Expression of the SARS-CoV-2 receptor ACE2 (A) and the coreceptor TMPRSS2 (B) was determined in ALI epithelia of CR nasal epithelial cells of the passages 1–3 and 5 (P1, P2, P3, and P5) using semiquantitative qPCR of whole cell lysates. Box plots give data as median, percentiles (box), and minimum/maximum (whiskers). Results are given as relative expression to the housekeeping gene HMBS. Expression levels of P2, P3, and P5 were compared with P1 data. ACE expression decreased in P3 and P5 epithelia (P = 0.0045 and P < 0.0001; Kruskal–Wallis test with Dunn’s correction for multiple comparisons; n = 15–18 replicates from 5 donors). TMPRSS expression did not differ between passages. ALI, air-liquid interface; CR, conditional reprogramming. **P < 0.01 and ****P < 0.0001.

Figure 6.

cr nasal epithelial cells of the passages 1–3 and 5 (P1, P2, P3, and P5) were cultivated as ALI epithelia and infected with SARS-CoV-2 for 48 h. A and B: immunocytochemistry experiments with staining of SARS-CoV-2 nucleocapsid protein and nuclear counterstaining with Hoechst 33342 confirmed infection of cells in all passages (A). Z-series shows infection of only apically localized cells (B). Virus replication was quantified using semiquantitative qPCR of whole cell lysates. Box plots give data as median, percentiles (box), and minimum/maximum (whiskers). Results are given as relative expression to the housekeeping gene Hh. Expression levels of P2, P3, and P5 were compared with P1 data.
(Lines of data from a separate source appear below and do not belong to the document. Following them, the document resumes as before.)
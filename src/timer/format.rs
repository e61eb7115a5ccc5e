//! Text rendering of countdown durations

use chrono::TimeDelta;

/// Render a duration as `H:MM:SS`, with a `.ffffff` microsecond suffix when
/// the sub-second part is non-zero. Negative durations get a leading `-`.
pub fn duration_text(delta: TimeDelta) -> String {
    let sign = if delta < TimeDelta::zero() { "-" } else { "" };
    let magnitude = delta.abs();
    let micros = magnitude.subsec_nanos() / 1_000;
    let base = format!("{}{}", sign, hms(magnitude.num_seconds()));

    if micros > 0 {
        format!("{}.{:06}", base, micros)
    } else {
        base
    }
}

/// Render a duration as whole-second `H:MM:SS` for display.
///
/// Sub-second parts are truncated and anything at or below zero reads
/// `0:00:00`.
pub fn clock_text(delta: TimeDelta) -> String {
    hms(delta.num_seconds().max(0))
}

fn hms(total_seconds: i64) -> String {
    format!(
        "{}:{:02}:{:02}",
        total_seconds / 3600,
        (total_seconds % 3600) / 60,
        total_seconds % 60
    )
}

#[cfg(test)]
mod tests {
    use super::*;

    #[test]
    fn test_duration_text() {
        assert_eq!(duration_text(TimeDelta::zero()), "0:00:00");
        assert_eq!(duration_text(TimeDelta::seconds(5)), "0:00:05");
        assert_eq!(duration_text(TimeDelta::seconds(25 * 60)), "0:25:00");
        assert_eq!(duration_text(TimeDelta::seconds(23 * 3600 + 59 * 60 + 59)), "23:59:59");
        assert_eq!(duration_text(TimeDelta::milliseconds(4_500)), "0:00:04.500000");
        assert_eq!(duration_text(TimeDelta::milliseconds(-1_250)), "-0:00:01.250000");
    }

    #[test]
    fn test_clock_text() {
        assert_eq!(clock_text(TimeDelta::milliseconds(4_999)), "0:00:04");
        assert_eq!(clock_text(TimeDelta::seconds(3_661)), "1:01:01");
        assert_eq!(clock_text(TimeDelta::seconds(-3)), "0:00:00");
        assert_eq!(clock_text(TimeDelta::milliseconds(-400)), "0:00:00");
    }
}
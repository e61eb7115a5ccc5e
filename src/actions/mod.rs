//! Preset management actions
//!
//! Handlers run one [`PresetAction`](crate::config::PresetAction) against the
//! store and turn the outcome into a user-facing response.

pub mod handlers;
pub mod responses;

pub use handlers::handle_preset_action;
pub use responses::{ActionResponse, ActionStatus};
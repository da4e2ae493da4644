//! Pulse capture input bring-up.
//!
//! Claims the four capture input lines and holds them for the lifetime of
//! the application. The measurement mechanism itself (timer channels, DMA)
//! belongs to the platform and is not modeled here; this module only owns
//! the pin bindings so nothing else can claim them, and releases them on
//! [`PulseCapture::deinit`].
//!
//! #### Capture pin table
//!
//! | Capture channel | GPIO  |
//! | --------------- | ----- |
//! | CH1             | GPIO0 |
//! | CH2             | GPIO1 |
//! | CH3             | GPIO4 |
//! | CH4             | GPIO5 |

use esp_hal::gpio::Input;
use log::info;

/// Number of capture input channels on this board.
pub const CHANNEL_COUNT: usize = 4;

/// The claimed capture input lines.
pub struct PulseCapture {
    channels: [Input<'static>; CHANNEL_COUNT],
}

impl PulseCapture {
    /// Take ownership of the configured capture inputs.
    ///
    /// Called once from [`crate::bsp::Board::init`], which claims the pins
    /// from the table above.
    pub fn init(channels: [Input<'static>; CHANNEL_COUNT]) -> Self {
        Self { channels }
    }

    /// Sample the current level of one capture line.
    pub fn is_high(&self, channel: usize) -> bool {
        self.channels[channel].is_high()
    }

    /// Release the capture inputs, freeing the pins.
    pub fn deinit(self) {
        info!("Released pulse capture inputs");
        drop(self.channels);
    }
}
//! # Pulse Capture Bring-up Demo
//!
//! Brings the board up, samples the four capture input lines for a while,
//! then releases them again.

#![no_std]
#![no_main]

use core::future::pending;

use esp_backtrace as _;

use embassy_executor::Spawner;
use embassy_time::Timer;
use log::info;

use esp32c3_imu_devkit::{bsp::Board, capture::CHANNEL_COUNT};

#[esp_hal_embassy::main]
async fn main(_spawner: Spawner) -> ! {
    esp_println::logger::init_logger_from_env();

    let board = Board::init();

    for _ in 0..30 {
        for channel in 0..CHANNEL_COUNT {
            info!(
                "Capture input {} is {}",
                channel,
                if board.capture.is_high(channel) {
                    "high"
                } else {
                    "low"
                }
            );
        }
        Timer::after_secs(1).await;
    }

    board.capture.deinit();

    pending().await
}
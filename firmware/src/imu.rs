//! A simple actor to read from the 6-axis IMU.
//!
//! This actor can be used to read from the MPU6050 sensor
//! at a set rate or on demand.

use actor_private::*;
use ector::ActorContext;
use embassy_executor::Spawner;
use log::info;
use mpu6050::Config as Mpu6050Config;
use {
    core::future::pending,
    embassy_executor::SpawnError,
    embassy_futures::select::{Either, select},
    embassy_time::{Duration, Timer},
};

use crate::{ActorInbox, bsp::I2cBus};

/// The actor's message type, communicating the finite states of the actor.
/// This is made available to other actors to interact with this one.
pub enum Message {
    /// Put the sensor to sleep or wake it back up
    Sleep(bool),
    /// Read the data from the sensor at a set period
    Start(Duration),
    /// Stop reading the data from the sensor
    Stop,
}

/// The actor's configuration, to be shared with other actors to initialize this actor.
pub struct Config {
    pub i2c_bus: &'static I2cBus<'static>,
    /// Sample rate divider and full-scale ranges written at initialization
    pub mpu: Mpu6050Config,
}

/// Create a new actor with a spawner and a configuration.
pub fn spawn_actor(spawner: Spawner, config: Config) -> Result<ActorInbox<Message>, SpawnError> {
    static CONTEXT: ActorContext<Actor, ector::mutex::NoopRawMutex, 10> = ActorContext::new();
    let inbox = CONTEXT.address();
    spawner.spawn(actor_task(&CONTEXT, Actor::new(spawner, config, inbox)))?;
    Ok(inbox)
}

mod actor_private {

    use ector::{DynamicAddress, Inbox};
    use embassy_embedded_hal::shared_bus::blocking::i2c::I2cDevice;
    use embassy_time::Instant;
    use mpu6050::Mpu6050;

    use crate::AppError;
    use crate::bsp::I2cBusDevice;

    use super::*;
    /// A scheduler to run a sequence of actions.
    struct Scheduler {
        /// The timer to schedule the next action
        timer: Timer,
        /// The period between actions
        period: Duration,
    }

    /// The actor's private data, not to be shared with other actors.
    /// This is where the actor's state is stored.
    pub(super) struct Actor {
        /// A timer to schedule the next message
        scheduler: Option<Scheduler>,
        /// The onboard inertial sensor
        device: Mpu6050<I2cBusDevice<'static>>,
        /// Error state
        error: bool,
    }

    impl ector::Actor for Actor {
        type Message = Message;

        /// Actor pattern for either handling new incoming messages or running a scheduled action.
        async fn on_mount<M>(&mut self, _: DynamicAddress<Message>, mut inbox: M) -> !
        where
            M: Inbox<Self::Message>,
        {
            info!("IMU Task started!");
            loop {
                let deadline = async {
                    match self.scheduler.as_mut() {
                        Some(Scheduler { timer, .. }) => timer.await,
                        None => pending().await,
                    }
                };
                match select(inbox.next(), deadline).await {
                    Either::First(action) => self.act(action).await,
                    Either::Second(_) => self.next().await,
                }
            }
        }
    }

    impl Actor {
        /// Create a new actor with a spawner and a configuration.
        pub(super) fn new(_: Spawner, config: Config, _: ActorInbox<Message>) -> Self {
            let i2c = I2cDevice::new(config.i2c_bus);
            let mut device = Mpu6050::with_config(i2c, config.mpu);
            let error = match device.init() {
                Ok(()) => {
                    info!("MPU6050 found, sample rate is {} Hz", device.sample_rate_hz());
                    false
                }
                Err(error) => {
                    log::error!("{}", AppError::ImuInit(error));
                    true
                }
            };
            Self {
                scheduler: None,
                device,
                error,
            }
        }
        /// The message handler
        async fn act(&mut self, msg: Message) {
            match msg {
                Message::Sleep(sleep) => {
                    if let Err(error) = self.device.set_sleep_enabled(sleep) {
                        log::error!("Failed to set sleep mode: {:?}", error);
                        self.error = true;
                        return;
                    }
                    info!("Sleep mode set to {:?}", sleep);
                }
                Message::Start(period) => {
                    // One output sample becomes available every
                    // 1 / sample_rate seconds; polling faster than that
                    // only rereads the same registers.
                    let sample_interval =
                        Duration::from_micros(1_000_000 / self.device.sample_rate_hz() as u64);
                    if period <= sample_interval {
                        log::error!(
                            "{}",
                            AppError::InvalidReadPeriod(
                                period.as_millis(),
                                sample_interval.as_millis()
                            )
                        );
                        return;
                    }
                    info!("Starting measurement every {:?} ms", period.as_millis());
                    self.scheduler = Some(Scheduler {
                        timer: Timer::after(period),
                        period,
                    });
                    self.next().await;
                }
                Message::Stop => {
                    info!("Stopping measurement");
                    self.scheduler = None
                }
            }
        }
        /// Run the next scheduled action.
        async fn next(&mut self) {
            let Some(scheduler) = self.scheduler.take() else {
                return; // no scheduled action
            };
            let now = Instant::now();
            let period = scheduler.period;
            self.read_measurement();
            self.scheduler = Some(Scheduler {
                timer: Timer::after(period - now.elapsed()),
                period,
            });
        }

        /// Read the acceleration and angular rate from the sensor
        fn read_measurement(&mut self) {
            match (
                self.device.read_acceleration(),
                self.device.read_angular_rate(),
            ) {
                (Ok(accel), Ok(rate)) => {
                    info!("Accel: {:?} g", accel);
                    info!("Gyro: {:?} deg/s", rate);
                }
                (Err(error), _) | (_, Err(error)) => {
                    log::error!("Failed to read measurement: {:?}", error);
                    self.error = true;
                }
            }
        }
    }

    #[embassy_executor::task]
    /// The actor's task, to be spawned by the actor's context.
    pub(super) async fn actor_task(
        context: &'static ActorContext<Actor, ector::mutex::NoopRawMutex, 10>,
        actor: Actor,
    ) {
        context.mount(actor).await;
    }
}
Transcript levels encoding for SARS-CoV-2 nucleocapsid protein were lower at P2, P3, and P5 compared with P1 (P = 0.0034; P = 0.0012 and P = 0.0206). In uninfected cells (control), PCR products were not detected (n.d.) (C). n = 6–9 replicates from 3 donors. ALI, air-liquid interface; cr, conditional reprogramming. *P < 0.05 and **P < 0.01.